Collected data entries
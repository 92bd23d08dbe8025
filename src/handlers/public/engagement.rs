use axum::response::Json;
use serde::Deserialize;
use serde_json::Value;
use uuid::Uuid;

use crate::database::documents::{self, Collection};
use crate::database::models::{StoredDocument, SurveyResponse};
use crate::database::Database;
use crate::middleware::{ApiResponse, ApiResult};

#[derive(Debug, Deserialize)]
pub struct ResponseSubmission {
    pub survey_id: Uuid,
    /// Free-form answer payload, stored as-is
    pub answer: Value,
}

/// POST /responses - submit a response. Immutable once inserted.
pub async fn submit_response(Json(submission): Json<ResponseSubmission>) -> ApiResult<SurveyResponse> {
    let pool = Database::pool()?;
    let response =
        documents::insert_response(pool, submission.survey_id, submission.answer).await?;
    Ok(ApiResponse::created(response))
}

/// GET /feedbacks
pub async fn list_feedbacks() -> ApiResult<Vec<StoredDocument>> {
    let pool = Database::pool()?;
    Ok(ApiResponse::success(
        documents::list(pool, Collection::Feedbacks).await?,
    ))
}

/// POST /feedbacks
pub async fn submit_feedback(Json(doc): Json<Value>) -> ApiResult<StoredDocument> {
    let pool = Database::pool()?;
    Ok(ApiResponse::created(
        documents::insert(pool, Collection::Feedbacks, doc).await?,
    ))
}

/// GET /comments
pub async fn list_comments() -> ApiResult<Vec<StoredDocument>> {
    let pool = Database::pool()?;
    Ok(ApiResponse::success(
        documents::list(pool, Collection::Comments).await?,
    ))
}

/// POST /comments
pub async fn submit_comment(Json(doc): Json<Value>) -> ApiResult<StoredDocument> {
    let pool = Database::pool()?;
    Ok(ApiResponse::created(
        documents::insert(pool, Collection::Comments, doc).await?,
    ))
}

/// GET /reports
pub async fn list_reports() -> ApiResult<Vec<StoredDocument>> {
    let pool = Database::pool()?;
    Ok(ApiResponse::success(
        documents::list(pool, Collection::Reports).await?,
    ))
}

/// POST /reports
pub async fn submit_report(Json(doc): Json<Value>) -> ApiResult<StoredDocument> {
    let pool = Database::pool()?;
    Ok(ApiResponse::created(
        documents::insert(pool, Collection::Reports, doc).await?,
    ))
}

§ **WHAT IS NEEDED**: Your reply should be a single number: the count of lines above that include the string "await".

§ **ANSWER BOX**: 7